2.关于Transformer-CSDN博客

本文链接：https://blog.csdn.net/sgr011215/article/details/141857592

关于Transformer

模型架构

在这里插入图片描述

举例输入图像为3x224x224

Embedded Patches

将一张图的多个区域进行卷积，将每个区域转换成多维度向量（多少卷积核就有多少维向量）

self.patch_embeddings = Conv2d(in_channels=in_channels, # 颜色通道 3
                               out_channels=config.hidden_size, # 卷积核个数，也就是输出通道数 768
                               kernel_size=patch_size, # 卷积核大小 16
                               stride=patch_size) # 步长 16
 # 197个向量，每个向量768维度，196 = 14*14 剩下一个是cls_token (1,1,768)
self.position_embeddings = nn.Parameter(torch.zeros(1, n_patches+1, config.hidden_size))
 # (1,1,768) 用来收集每个向量的信息
self.cls_token = nn.Parameter(torch.zeros(1, 1, config.hidden_size)) # 填充为0

Norm

类似于nlp，不使用batch norm，因为每个维度相同位置表示的信息不一样，所以对于transformer来说，只使用layer norm

# 类似于nlp，不使用batch norm，因为每个维度相同位置表示的信息不一样，所以对于transformer来说，只使用layer norm
self.encoder_norm = LayerNorm(config.hidden_size, eps=1e-6)

Multi-head Attention

这里是采用12头，输入数据位（16,197,768）经过多头转换后（16,12,197,64）分别处理，最后在进行汇总

# 初始化多头机制
self.num_attention_heads = config.transformer["num_heads"]
self.attention_head_size = int(config.hidden_size / self.num_attention_heads) # 每一头处理一个向量中的一个数据 768/12 = 64 
self.all_head_size = self.num_attention_heads * self.attention_head_size
# 初始化 attention 的q，k，v
self.query = Linear(config.hidden_size, self.all_head_size)
self.key = Linear(config.hidden_size, self.all_head_size)
self.value = Linear(config.hidden_size, self.all_head_size)

多头计算

def forward(self, hidden_states):

    mixed_query_layer = self.query(hidden_states)#Linear(in_features=768, out_features=768, bias=True)
    mixed_key_layer = self.key(hidden_states)
    mixed_value_layer = self.value(hidden_states)

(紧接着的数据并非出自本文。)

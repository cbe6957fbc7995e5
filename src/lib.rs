pub mod alert;
pub mod annotate;
pub mod config;
pub mod detection;
pub mod dispatch;
pub mod dwell;
pub mod error;
pub mod matcher;
pub mod pipeline;
pub mod source;
pub mod suppression;
pub mod track;
pub mod tracker;

// Re-export main types
pub use crate::alert::{AlertEngine, AlertEvent, OccupancyDedup};
pub use crate::config::Config;
pub use crate::detection::Detection;
pub use crate::error::MonitorError;
pub use crate::pipeline::{FrameReport, Monitor};
pub use crate::tracker::CentroidTracker;
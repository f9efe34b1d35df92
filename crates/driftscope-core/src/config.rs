//! Process-wide configuration for the I/O-facing components.
//!
//! Built once at startup (see the CLI) and handed explicitly to the
//! provider and the store. The highlighting engine never reads it.

use std::fmt;

use thiserror::Error;

pub const DEFAULT_MODEL: &str = "gpt-4o-mini";
pub const DEFAULT_MAX_TOKENS: u32 = 800;
pub const DEFAULT_TEMPERATURE: f32 = 0.0;

#[derive(Debug, Error, PartialEq)]
pub enum ConfigError {
    #[error("database connection string is not set (DATABASE_URL)")]
    MissingConnectionString,

    #[error("API key is not set (OPENAI_API_KEY)")]
    MissingApiKey,

    #[error("model name is empty")]
    MissingModel,

    #[error("max tokens must be greater than zero")]
    ZeroMaxTokens,

    #[error("temperature {0} is outside 0.0..=2.0")]
    InvalidTemperature(f32),
}

#[derive(Clone, PartialEq)]
pub struct Config {
    /// Store location: a DuckDB file path, or `:memory:`.
    pub connection_string: String,
    pub api_key: String,
    pub model_name: String,
    pub max_tokens: u32,
    pub temperature: f32,
}

impl Default for Config {
    fn default() -> Self {
        Self {
            connection_string: String::new(),
            api_key: String::new(),
            model_name: DEFAULT_MODEL.to_string(),
            max_tokens: DEFAULT_MAX_TOKENS,
            temperature: DEFAULT_TEMPERATURE,
        }
    }
}

// Keeps the API key out of logs.
impl fmt::Debug for Config {
    fn fmt(&self, f: &mut fmt::Formatter<'_>) -> fmt::Result {
        f.debug_struct("Config")
            .field("connection_string", &self.connection_string)
            .field("api_key", &if self.api_key.is_empty() { "" } else { "***" })
            .field("model_name", &self.model_name)
            .field("max_tokens", &self.max_tokens)
            .field("temperature", &self.temperature)
            .finish()
    }
}

impl Config {
    /// Check the settings the store needs.
    pub fn require_store(&self) -> Result<(), ConfigError> {
        if self.connection_string.trim().is_empty() {
            return Err(ConfigError::MissingConnectionString);
        }
        Ok(())
    }

    /// Check the settings the analysis provider needs.
    pub fn require_provider(&self) -> Result<(), ConfigError> {
        if self.api_key.trim().is_empty() {
            return Err(ConfigError::MissingApiKey);
        }
        if self.model_name.trim().is_empty() {
            return Err(ConfigError::MissingModel);
        }
        if self.max_tokens == 0 {
            return Err(ConfigError::ZeroMaxTokens);
        }
        if !(0.0..=2.0).contains(&self.temperature) {
            return Err(ConfigError::InvalidTemperature(self.temperature));
        }
        Ok(())
    }
}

    query_layer = self.transpose_for_scores(mixed_query_layer)
    key_layer = self.transpose_for_scores(mixed_key_layer)
    value_layer = self.transpose_for_scores(mixed_value_layer)

    # 计算得分 
    attention_scores = torch.matmul(query_layer, key_layer.transpose(-1, -2))
    attention_scores = attention_scores / math.sqrt(self.attention_head_size)
    attention_probs = self.softmax(attention_scores)
    weights = attention_probs if self.vis else None
    attention_probs = self.attn_dropout(attention_probs)

     # 将q计算出来的权重，对value进行加权，不改变value的维度
    context_layer = torch.matmul(attention_probs, value_layer)
    context_layer = context_layer.permute(0, 2, 1, 3).contiguous()
    new_context_layer_shape = context_layer.size()[:-2] + (self.all_head_size,)
    context_layer = context_layer.view(*new_context_layer_shape) # 重新升维成（16,197,768）
 
    attention_output = self.out(context_layer)
    attention_output = self.proj_dropout(attention_output)

    return attention_output, weights

MPL

前面多维向量计算的结果进行汇总，一般会有两层的MPL

def forward(self, x):
    # 全连接
    x = self.fc1(x)
    x = self.act_fn(x)
    x = self.dropout(x)
    # 全连接
    x = self.fc2(x)
    x = self.dropout(x)
    return x

残差连接

class Block(nn.Module):
    def __init__(self, config, vis):
        super(Block, self).__init__()
        self.hidden_size = config.hidden_size
        self.attention_norm = LayerNorm(config.hidden_size, eps=1e-6)
        self.ffn_norm = LayerNorm(config.hidden_size, eps=1e-6)
        self.ffn = Mlp(config)
        self.attn = Attention(config, vis)

    def forward(self, x):
        
        h = x # 保存原始数据，后续做残差连接
        x = self.attention_norm(x) # 标准化
        x, weights = self.attn(x) # 注意力机制
        x = x + h # 做了一个残差连接

        h = x
        x = self.ffn_norm(x)
        x = self.ffn(x)
        x = x + h

        return x, weights